Pythiosis is an invasive, difficult-to-treat, life-threatening infectious disease caused by Pythium insidiosum, a member of the unique group of fungus-like microorganisms called oomycetes. The disease has been increasingly reported worldwide.
In the past decade, the matrix-assisted laser desorption ionization–time of flight mass spectrometry (MALDI-TOF MS) has emerged as a novel and powerful diagnostic tool for facilitating the clinical identification of many pathogenic microorganisms, including bacteria and fungi.
Scientists at the Mahidol University (Bangkok, Thailand) isolated a total of 13 strains of P. insidiosum, isolated from eight humans and five animals with pythiosis, from different geographic locations. All organisms were maintained on Sabouraud dextrose agar at 25 °C. Several small portions of a colony of each organism were transferred to a 50-mL flask containing 10 mL Sabouraud dextrose broth, and incubated at 37 °C for one week, before harvesting fungal material for protein extraction.

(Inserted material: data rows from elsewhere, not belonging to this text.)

impl Item {
    /// An item with every field `Empty`.
    pub fn empty(schema: Arc<Schema>) -> Self {
        let values = vec![Value::Empty; schema.len()];
        Self { schema, values }
    }

    /// Normalize a raw record against `schema`.
    ///
    /// Input fields are copied from the record, keys the schema does not
    /// declare are dropped, and everything else starts `Empty`.
    pub fn from_record(schema: Arc<Schema>, record: &Record) -> Self {
        let mut item = Self::empty(schema);
        for (idx, field) in item.schema.fields.iter().enumerate() {
            if field.kind != FieldKind::Input {
                continue;
            }
            if let Some(raw) = record.get(&field.name) {
                item.values[idx] = Value::from_json(raw);
            }
        }
        item
    }

    /// An item whose only non-empty field is `text`.
    pub fn with_text(schema: Arc<Schema>, text: impl Into<String>) -> Self {
        let mut item = Self::empty(schema);
        if let Some(idx) = item.schema.position(TEXT_FIELD) {
            item.values[idx] = Value::Text(text.into());
        }
        item
    }

    pub fn schema(&self) -> &Arc<Schema> {
        &self.schema
    }

    /// Value of `name`, or `None` if the schema does not declare it.
    pub fn get(&self, name: &str) -> Option<&Value> {
        self.schema.position(name).map(|idx| &self.values[idx])
    }

    pub fn get_at(&self, idx: usize) -> Option<&Value> {
        self.values.get(idx)
    }

    /// The raw `text` field, if it holds text.
    pub fn text(&self) -> Option<&str> {
        self.get(TEXT_FIELD).and_then(Value::as_text)
    }

    /// Field `name` rendered as text: tokens are joined by spaces, `Empty`
    /// and non-text values yield `None`.
    pub fn text_at(&self, name: &str) -> Option<Cow<'_, str>> {
        match self.get(name)? {
            Value::Text(s) => Some(Cow::Borrowed(s.as_str())),
            Value::Tokens(t) => Some(Cow::Owned(t.join(" "))),
            _ => None,
        }
    }

    pub fn classification(&self) -> &Value {
        self.get(CLASSIFICATION_FIELD).unwrap_or(&Value::Empty)
    }

    /// Write a derived field exactly once.
    pub fn set_derived(&mut self, name: &str, value: Value) -> Result<()> {
        let idx = self.writable(name, FieldKind::Derived)?;
        if !self.values[idx].is_empty() {
            return Err(SocialMeterError::FieldConflict {
                field: name.to_string(),
            });
        }
        self.values[idx] = value;
        Ok(())
    }

    /// Fill an input field that arrived empty (e.g. a placeholder `text`).
    pub fn fill_input(&mut self, name: &str, value: Value) -> Result<()> {
        let idx = self.writable(name, FieldKind::Input)?;
        if !self.values[idx].is_empty() {
            return Err(SocialMeterError::FieldConflict {
                field: name.to_string(),
            });
        }
        self.values[idx] = value;
        Ok(())
    }

    /// Write (or overwrite) the classification field.
    pub fn set_classification(&mut self, value: Value) -> Result<()> {
        let idx = self.writable(CLASSIFICATION_FIELD, FieldKind::Classification)?;
        self.values[idx] = value;
        Ok(())
    }

    fn writable(&self, name: &str, kind: FieldKind) -> Result<usize> {
        let idx = self
            .schema
            .position(name)
            .ok_or_else(|| SocialMeterError::UnknownField {
                field: name.to_string(),
            })?;
        if self.schema.fields[idx].kind != kind {
            return Err(SocialMeterError::FieldConflict {
                field: name.to_string(),
            });
        }
        Ok(idx)
    }

    /// `(name, value)` pairs in schema order.
    pub fn iter(&self) -> impl Iterator<Item = (&str, &Value)> + '_ {
        self.schema.keys().zip(self.values.iter())
    }

    /// Render as a JSON object in schema order.
    pub fn into_map(self) -> Record {
        self.iter()
            .map(|(k, v)| (k.to_string(), v.to_json()))
            .collect()
    }
}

Protein was extracted from harvested organisms and was spotted onto a clean ground steel target plate in 40 replicates (for generating a MALDI-TOF MS database of P. insidiosum) or five replicates (for assessing the MALDI-TOF MS for identification of P. insidiosum), air dried at room temperature before being processed. After the matrix solution was air dried at room temperature, the sample was promptly analyzed, using a Bruker ultrafleXtreme mass spectrometer. Genomic DNA (gDNA) templates were extracted from the organisms and subjected to single nucleotide polymorphism-based multiplex polymerase chain reaction (PCR).
The team reported that the MALDI-TOF MS accurately identified all 13 P. insidiosum strains tested, at the species level. Mass spectra of P. insidiosum did not match any other microorganisms, including fungi (i.e., Aspergillus species, Fusarium species, and fungal species of the class Zygomycetes), which have similar microscopic morphologies with this oomycete. MALDI-TOF MS- and rDNA sequence-based biotyping methods consistently classified P. insidiosum into three groups: Clade-I (American strains), II (Asian and Australian strains), and III (mostly Thai strains).
The authors concluded that MALDI-TOF MS has been successfully used for identification and biotyping of P. insidiosum. The obtained mass spectral database allows clinical microbiology laboratories, well equipped with a MALDI-TOF mass spectrometer, to conveniently identify P. insidiosum, without requiring any pathogen-specific reagents (i.e., antigen, antibody or primers). The study was published in the December 2018 issue of the International Journal of Infectious Diseases.